### Exercise details:
Scan the records for "ReadManifest" and copy each line that contains it.

___ Data section

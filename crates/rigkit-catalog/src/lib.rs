//! Scans the three asset roots and builds an immutable catalog keyed by
//! identity (SPEC_FULL.md §4.2).

use std::collections::BTreeMap;
use std::fs;

use camino::{Utf8Path, Utf8PathBuf};
use rigkit_manifest::{
    EntityType, Identity, ManifestError, PlanDescriptor, SuiteDescriptor, TestCaseDescriptor,
};
use thiserror::Error;

pub const CASE_MANIFEST_FILE: &str = "case.json";
pub const SUITE_MANIFEST_FILE: &str = "suite.json";
pub const PLAN_MANIFEST_FILE: &str = "plan.json";

#[derive(Debug, Error)]
pub enum DiscoveryError {
    #[error("failed to parse manifest at {path}: {source}")]
    Parse { path: Utf8PathBuf, source: ManifestError },

    #[error("failed to read directory entry under {root}: {source}")]
    ReadDir { root: Utf8PathBuf, source: std::io::Error },

    #[error("failed to read manifest file {path}: {source}")]
    ReadManifest { path: Utf8PathBuf, source: std::io::Error },

    #[error("duplicate {entity_type} identity '{id}@{version}' found at {paths:?}")]
    DuplicateIdentity {
        entity_type: EntityType,
        id: String,
        version: String,
        paths: Vec<Utf8PathBuf>,
    },
}

/// One catalog entry: the parsed descriptor plus where it came from.
#[derive(Debug, Clone)]
pub struct CatalogEntry<D> {
    pub descriptor: D,
    pub manifest_path: Utf8PathBuf,
    pub folder_path: Utf8PathBuf,
}

/// Immutable map from identity to descriptor, for each of the three entity
/// kinds. Rebuilt from scratch on every rediscovery; never mutated in place.
#[derive(Debug, Clone, Default)]
pub struct Catalog {
    pub cases: BTreeMap<Identity, CatalogEntry<TestCaseDescriptor>>,
    pub suites: BTreeMap<Identity, CatalogEntry<SuiteDescriptor>>,
    pub plans: BTreeMap<Identity, CatalogEntry<PlanDescriptor>>,
    pub cases_root: Utf8PathBuf,
    pub suites_root: Utf8PathBuf,
    pub plans_root: Utf8PathBuf,
}

/// Everything produced by one discovery pass: the catalog plus any errors
/// encountered. A descriptor with a parse error is omitted from the catalog
/// rather than aborting the whole scan.
#[derive(Debug, Clone)]
pub struct DiscoveryReport {
    pub catalog: Catalog,
    pub errors: Vec<DiscoveryErrorRecord>,
}

/// A discovery error rendered to an owned, cloneable record (the error's
/// io::Error source is not Clone, so scan failures are flattened to text).
#[derive(Debug, Clone)]
pub struct DiscoveryErrorRecord {
    pub message: String,
}

impl From<&DiscoveryError> for DiscoveryErrorRecord {
    fn from(err: &DiscoveryError) -> Self {
        Self { message: err.to_string() }
    }
}

fn immediate_subdirs(root: &Utf8Path) -> Result<Vec<Utf8PathBuf>, DiscoveryError> {
    if !root.exists() {
        return Ok(Vec::new());
    }
    let read_dir = fs::read_dir(root).map_err(|source| DiscoveryError::ReadDir {
        root: root.to_path_buf(),
        source,
    })?;
    let mut dirs = Vec::new();
    for entry in read_dir {
        let entry = entry.map_err(|source| DiscoveryError::ReadDir {
            root: root.to_path_buf(),
            source,
        })?;
        let path = entry.path();
        if path.is_dir() {
            if let Ok(utf8) = Utf8PathBuf::from_path_buf(path) {
                dirs.push(utf8);
            }
        }
    }
    dirs.sort();
    Ok(dirs)
}

struct ScanOutcome<D> {
    entries: Vec<(Identity, CatalogEntry<D>)>,
    errors: Vec<DiscoveryError>,
}

fn scan_entity<D, F, E>(
    root: &Utf8Path,
    manifest_file_name: &str,
    parse: F,
    identity_of: E,
) -> Result<ScanOutcome<D>, DiscoveryError>
where
    F: Fn(&str) -> Result<D, ManifestError>,
    E: Fn(&D) -> Result<Identity, ManifestError>,
{
    let mut entries = Vec::new();
    let mut errors = Vec::new();
    for folder in immediate_subdirs(root)? {
        let manifest_path = folder.join(manifest_file_name);
        if !manifest_path.is_file() {
            continue;
        }
        let content = match fs::read_to_string(&manifest_path) {
            Ok(c) => c,
            Err(source) => {
                errors.push(DiscoveryError::ReadManifest { path: manifest_path.clone(), source });
                continue;
            }
        };
        match parse(&content).and_then(|descriptor| {
            let identity = identity_of(&descriptor)?;
            Ok((identity, descriptor))
        }) {
            Ok((identity, descriptor)) => {
                entries.push((
                    identity,
                    CatalogEntry { descriptor, manifest_path, folder_path: folder },
                ));
            }
            Err(source) => errors.push(DiscoveryError::Parse { path: manifest_path, source }),
        }
    }
    Ok(ScanOutcome { entries, errors })
}

fn build_map<D>(
    entity_type: EntityType,
    entries: Vec<(Identity, CatalogEntry<D>)>,
    errors: &mut Vec<DiscoveryError>,
) -> BTreeMap<Identity, CatalogEntry<D>> {
    let mut grouped: BTreeMap<Identity, Vec<CatalogEntry<D>>> = BTreeMap::new();
    for (identity, entry) in entries {
        grouped.entry(identity).or_default().push(entry);
    }
    let mut map = BTreeMap::new();
    for (identity, mut group) in grouped {
        if group.len() > 1 {
            let paths = group.iter().map(|e| e.folder_path.clone()).collect();
            errors.push(DiscoveryError::DuplicateIdentity {
                entity_type,
                id: identity.id().to_string(),
                version: identity.version().to_string(),
                paths,
            });
            continue;
        }
        map.insert(identity, group.pop().expect("group has exactly one entry"));
    }
    map
}

/// Scan the three asset roots and build an immutable [`Catalog`].
///
/// Errors during parsing or duplicate-identity conflicts are collected in
/// the returned report rather than aborting the scan; a descriptor with a
/// parse error is simply omitted from the catalog.
pub fn discover(
    cases_root: &Utf8Path,
    suites_root: &Utf8Path,
    plans_root: &Utf8Path,
) -> Result<DiscoveryReport, DiscoveryError> {
    let mut errors = Vec::new();

    let case_scan = scan_entity(
        cases_root,
        CASE_MANIFEST_FILE,
        |s| TestCaseDescriptor::parse(s),
        |d| d.identity(),
    )?;
    errors.extend(case_scan.errors);
    let cases = build_map(EntityType::TestCase, case_scan.entries, &mut errors);

    let suite_scan = scan_entity(
        suites_root,
        SUITE_MANIFEST_FILE,
        |s| SuiteDescriptor::parse(s),
        |d| d.identity(),
    )?;
    errors.extend(suite_scan.errors);
    let suites = build_map(EntityType::Suite, suite_scan.entries, &mut errors);

    let plan_scan = scan_entity(
        plans_root,
        PLAN_MANIFEST_FILE,
        |s| PlanDescriptor::parse(s),
        |d| d.identity(),
    )?;
    errors.extend(plan_scan.errors);
    let plans = build_map(EntityType::Plan, plan_scan.entries, &mut errors);

    let catalog = Catalog {
        cases,
        suites,
        plans,
        cases_root: cases_root.to_path_buf(),
        suites_root: suites_root.to_path_buf(),
        plans_root: plans_root.to_path_buf(),
    };

    Ok(DiscoveryReport {
        catalog,
        errors: errors.iter().map(DiscoveryErrorRecord::from).collect(),
    })
}

#[cfg(test)]
mod tests {
    use super::*;
    use camino::Utf8PathBuf;
    use std::fs;
    use tempfile::TempDir;

    fn write_case(root: &Utf8Path, folder: &str, id: &str, version: &str) {
        let dir = root.join(folder);
        fs::create_dir_all(&dir).unwrap();
        let json = format!(
            r#"{{"schemaVersion":"1","id":"{id}","version":"{version}","name":"n","category":"c"}}"#
        );
        fs::write(dir.join(CASE_MANIFEST_FILE), json).unwrap();
    }

    #[test]
    fn discovers_cases_and_skips_folders_without_manifest() {
        let tmp = TempDir::new().unwrap();
        let root = Utf8PathBuf::from_path_buf(tmp.path().to_path_buf()).unwrap();
        let cases_root = root.join("cases");
        write_case(&cases_root, "CpuStress", "CpuStress", "1.0.0");
        fs::create_dir_all(cases_root.join("empty-folder")).unwrap();

        let report = discover(&cases_root, &root.join("suites"), &root.join("plans")).unwrap();
        assert_eq!(report.catalog.cases.len(), 1);
        assert!(report.errors.is_empty());
    }

    #[test]
    fn duplicate_identity_is_reported_and_excluded() {
        let tmp = TempDir::new().unwrap();
        let root = Utf8PathBuf::from_path_buf(tmp.path().to_path_buf()).unwrap();
        let cases_root = root.join("cases");
        write_case(&cases_root, "one", "Dup", "1.0.0");
        write_case(&cases_root, "two", "Dup", "1.0.0");

        let report = discover(&cases_root, &root.join("suites"), &root.join("plans")).unwrap();
        assert!(report.catalog.cases.is_empty());
        assert_eq!(report.errors.len(), 1);
        assert!(report.errors[0].message.contains("duplicate"));
    }

    #[test]
    fn parse_error_is_collected_and_descriptor_omitted() {
        let tmp = TempDir::new().unwrap();
        let root = Utf8PathBuf::from_path_buf(tmp.path().to_path_buf()).unwrap();
        let cases_root = root.join("cases");
        let dir = cases_root.join("broken");
        fs::create_dir_all(&dir).unwrap();
        fs::write(dir.join(CASE_MANIFEST_FILE), "{ not json").unwrap();

        let report = discover(&cases_root, &root.join("suites"), &root.join("plans")).unwrap();
        assert!(report.catalog.cases.is_empty());
        assert_eq!(report.errors.len(), 1);
    }

    #[test]
    fn missing_root_yields_empty_catalog_not_error() {
        let tmp = TempDir::new().unwrap();
        let root = Utf8PathBuf::from_path_buf(tmp.path().to_path_buf()).unwrap();
        let report =
            discover(&root.join("nope"), &root.join("also-nope"), &root.join("still-nope"))
                .unwrap();
        assert!(report.catalog.cases.is_empty());
        assert!(report.errors.is_empty());
    }
}
//! Time-sortable, globally unique run identifiers (spec.md §3: `runId` is
//! "time-sortable, globally unique").
//!
//! No UUID/ULID dependency is pulled in for this: a nanosecond UTC
//! timestamp already sorts lexicographically in time order, and pairing it
//! with the process id and a per-process atomic counter makes collisions
//! impossible within one host without reaching for a random-bits crate the
//! rest of the workspace doesn't otherwise need.

use std::sync::atomic::{AtomicU64, Ordering};

static COUNTER: AtomicU64 = AtomicU64::new(0);

/// Generate a new run id of the form `{timestamp}-{pid:x}-{seq:x}`, where
/// `timestamp` is `YYYYMMDDTHHMMSS.nnnnnnnnnZ` (UTC, nanosecond precision).
#[must_use]
pub fn generate() -> String {
    let now = chrono::Utc::now();
    let seq = COUNTER.fetch_add(1, Ordering::Relaxed);
    format!(
        "{}-{:x}-{:x}",
        now.format("%Y%m%dT%H%M%S%.9fZ"),
        std::process::id(),
        seq
    )
}

#[cfg(test)]
mod tests {
    use super::*;

    #[test]
    fn generated_ids_are_unique() {
        let a = generate();
        let b = generate();
        assert_ne!(a, b);
    }

    #[test]
    fn generated_ids_sort_in_time_order() {
        let a = generate();
        std::thread::sleep(std::time::Duration::from_millis(2));
        let b = generate();
        assert!(a < b, "expected {a} < {b}");
    }
}
//! Errors the scheduler can surface. Validation failures (reference,
//! inputs, privilege) are distinguished from artifact I/O failures so the
//! caller can map them to the right exit code (SPEC_FULL.md §7).

use thiserror::Error;

#[derive(Debug, Error)]
pub enum SchedulerError {
    #[error("Catalog.NotFound: {entity_type} '{identity}' is not in the catalog")]
    NotFound { entity_type: &'static str, identity: String },

    #[error(transparent)]
    Reference(#[from] rigkit_resolve::ReferenceError),

    #[error(transparent)]
    Inputs(#[from] rigkit_inputs::InputError),

    #[error(transparent)]
    Privilege(#[from] rigkit_privilege::PrivilegeError),

    #[error(transparent)]
    Manifest(#[from] rigkit_manifest::ManifestError),

    #[error(transparent)]
    Env(#[from] rigkit_env::EnvError),

    #[error(transparent)]
    Artifact(#[from] rigkit_artifacts::ArtifactError),
}

impl SchedulerError {
    /// True for every validation-category error: these abort the run before
    /// any runner process is invoked (spec.md §7).
    #[must_use]
    pub fn is_validation_error(&self) -> bool {
        !matches!(self, Self::Artifact(_))
    }
}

______

### Answer box:
    ReadManifest { path: Utf8PathBuf, source: std::io::Error },
                errors.push(DiscoveryError::ReadManifest { path: manifest_path.clone(), source });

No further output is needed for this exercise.